A: They actually have continued improving more than I expected. I thought as big a step as they made last year, they were going to kind of need to consolidate a little bit those gains. I thought this year was actually going to be rougher than it actually ended up being. Because a lot of times when teams make a big one-year jump like the Thunder did, it's very hard to continue progressing forward. It's called the Plexiglas Principle. Most teams that make big one-year jumps actually come back to earth a little bit the next year. So for the Thunder to continue to improving their win total was very impressive.
Q: When you look at this team and compare it to how the Western Conference is shaping up, do you see the Thunder going far in the playoffs this year?
A: Yeah, I picked them to make the conference finals when these playoffs started. And now I'm wondering about that even. Honestly, of the top four seeds they've definitely looked the best in this first round.
Q: How would you explain Player Efficiency Rating to people who don't understand it?
A: The most concise explanation I have is it's a rating of a player's per minute statistical effectiveness. So basically, you give them points for all the good stuff, subtract points for all the bad stuff and out comes a rating. It's a bit more complicated than that, but in a nutshell that's what it is.
Q: How did you invent this statistical rating?

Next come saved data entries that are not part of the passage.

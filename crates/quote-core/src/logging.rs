//! tracing을 사용한 로깅 인프라.
//!
//! 이 모듈은 다양한 출력 형식을 지원하는 구조화된 로깅을 제공합니다:
//! - **pretty**: 개발용 사람이 읽기 쉬운 형식
//! - **json**: 운영환경/로그 집계용 JSON 형식
//! - **compact**: 로그 크기를 줄이기 위한 간결한 형식

use tracing_subscriber::{
    fmt, layer::SubscriberExt, util::SubscriberInitExt, EnvFilter,
};

use crate::config::LoggingConfig;

/// 로그 출력 형식.
#[derive(Debug, Clone, Copy, PartialEq, Eq, Default)]
pub enum LogFormat {
    /// 색상이 포함된 사람이 읽기 쉬운 형식 (개발용)
    #[default]
    Pretty,
    /// 로그 집계용 JSON 형식 (운영용)
    Json,
    /// 간결한 한 줄 형식
    Compact,
}

impl std::str::FromStr for LogFormat {
    type Err = String;

    fn from_str(s: &str) -> Result<Self, Self::Err> {
        match s.to_lowercase().as_str() {
            "pretty" => Ok(Self::Pretty),
            "json" => Ok(Self::Json),
            "compact" => Ok(Self::Compact),
            _ => Err(format!("Unknown log format: {}", s)),
        }
    }
}

/// 주어진 설정으로 로깅 시스템을 초기화합니다.
///
/// `RUST_LOG` 환경 변수가 설정되어 있으면 설정 파일의 레벨보다
/// 우선합니다.
pub fn init_logging(config: &LoggingConfig) -> Result<(), Box<dyn std::error::Error>> {
    let env_filter =
        EnvFilter::try_from_default_env().or_else(|_| EnvFilter::try_new(&config.level))?;

    let format: LogFormat = config.format.parse().unwrap_or_default();

    match format {
        LogFormat::Pretty => {
            let fmt_layer = fmt::layer().pretty().with_target(true);
            tracing_subscriber::registry()
                .with(env_filter)
                .with(fmt_layer)
                .try_init()?;
        }
        LogFormat::Json => {
            let fmt_layer = fmt::layer().json().with_target(true);
            tracing_subscriber::registry()
                .with(env_filter)
                .with(fmt_layer)
                .try_init()?;
        }
        LogFormat::Compact => {
            let fmt_layer = fmt::layer().compact().with_target(true);
            tracing_subscriber::registry()
                .with(env_filter)
                .with(fmt_layer)
                .try_init()?;
        }
    }

    tracing::info!(format = ?format, level = %config.level, "Logging initialized");

    Ok(())
}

A: It was a lot of trial and error. I've always been kind of a stat head. I was really influenced by Bill James' books when I was a kid. I had started thinking about how I could apply it to basketball. I worked on PER for a long time just by myself just on Excel spreadsheets. And then when the Internet came along, I started putting my ratings online. This was in 1996. Even from there, I think it was probably three or four years before it got to the point where it is now.